The Isua Greenstone Belt in the Isukasia area, southwest Greenland, is extraordinary in that it contains some of the oldest bedrock on the planet, approximately 3800 million years old. The bedrock is not nearly as metamorphosed as the surrounding gneiss bedrock and is therefore of interest for answering how the Earth's surface appeared billions of years ago. There is a massive magnetite resource in this area.

There are large deposits of rare-earth oxides at Kvanefjeld.

Greenland's first gold mine is the Nalunaq mine, which opened in 2004. Nalunaq is located 33 km northeast of Nanortalik, in the Ketilidian Orogenic Belt of southern Greenland (60° 21′ 29″ N, 44° 50′ 11″ W). Gold-quartz mineralization occurs along a shallowly-dipping fault believed to be a thrust fault in which the hanging wall consists of Paleoproterozoic amphibolite-facies metavolcanic rocks, and the footwall consists of variably altered and mineralized volcanic rocks (i.e., volcanogenic massive sulfides). Quartz-gold mineralization has been dated to 1.77 to 1.80 billion years ago (late Paleoproterozoic), during the Ketilidian Orogeny.

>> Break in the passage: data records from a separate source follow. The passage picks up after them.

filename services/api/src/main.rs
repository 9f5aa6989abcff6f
use admissions_api::run;

#[tokio::main]
async fn main() {
    if let Err(err) = run().await {
        eprintln!("application error: {err}");
        std::process::exit(1);
    }
}
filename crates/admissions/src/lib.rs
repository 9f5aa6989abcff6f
pub mod applications;
pub mod config;
pub mod error;
pub mod telemetry;
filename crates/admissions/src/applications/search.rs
//! Free-text search as applied by callers of the list operation.
//!
//! Search runs over a page that has already been fetched, never over the whole
//! store, so a match sitting on another page is not returned.

use super::domain::ApplicationRecord;

/// Records whose name or id contains `query`, ignoring case. An empty query
/// keeps the page intact.
pub fn filter_page<'a>(records: &'a [ApplicationRecord], query: &str) -> Vec<&'a ApplicationRecord> {
    let needle = query.to_lowercase();
    records
        .iter()
        .filter(|record| {
            record.name.to_lowercase().contains(&needle)
                || record.id.as_str().to_lowercase().contains(&needle)
        })
        .collect()
}
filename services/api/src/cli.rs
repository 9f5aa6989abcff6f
use crate::commands::{run_list, run_metrics, run_show, run_update, ListArgs, UpdateArgs};
use crate::server;
use admissions::error::AppError;
use clap::{Args, Parser, Subcommand};

#[derive(Parser, Debug)]
#[command(
    name = "Admissions Dashboard Backend",
    about = "Serve or inspect the simulated admissions backend from the command line",
    version
)]
struct Cli {
    #[command(subcommand)]
    command: Option<Command>,
}

#[derive(Subcommand, Debug)]
enum Command {
    /// Start the HTTP service (default command)
    Serve(ServeArgs),
    /// Print the dashboard metrics for the generated fixture
    Metrics,
    /// Print one page of applications, optionally searched by name or id
    List(ListArgs),
    /// Print a single application by id
    Show {
        /// Application id, e.g. APP-2023-007
        id: String,
    },
    /// Apply a partial update to an application and print the merged record
    Update(UpdateArgs),
}

#[derive(Args, Debug, Default)]
pub(crate) struct ServeArgs {
    /// Override the configured host for the HTTP server
    #[arg(long)]
    pub(crate) host: Option<String>,
    /// Override the configured port for the HTTP server
    #[arg(long)]
    pub(crate) port: Option<u16>,
}

pub(crate) async fn run() -> Result<(), AppError> {
    let cli = Cli::parse();
    let command = cli
        .command
        .unwrap_or_else(|| Command::Serve(ServeArgs::default()));

    match command {
        Command::Serve(args) => server::run(args).await,
        Command::Metrics => run_metrics().await,
        Command::List(args) => run_list(args).await,
        Command::Show { id } => run_show(id).await,
        Command::Update(args) => run_update(args).await,
    }
}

The Skaergaard intrusion is a layered mafic intrusion in eastern Greenland formed 55 million years ago during the opening of the North Atlantic Ocean. Skaergaard is one of the world's foremost examples of a layered mafic intrusion which exhibits exceptionally well-developed cumulate layering.

A recent study reported that there is a hot mantle plume rising from the core–mantle boundary to the mantle transition zone beneath central Greenland.

== Fossils ==
A number of fossils were collected in Greenland, mostly on the east coast, from Paleozoic to Holocene, from which the Devonian Acanthostega and Ichthyostega are examples of international relevance. The Late Triassic of Jameson Land is particularly relevant due to the finding of early mammals, found in the expeditions of Farish Jenkins. The Fleming Fjord Formation yielded a number of theropod and sauropod tracks, temnospondyls, phytosaurs and stem turtles.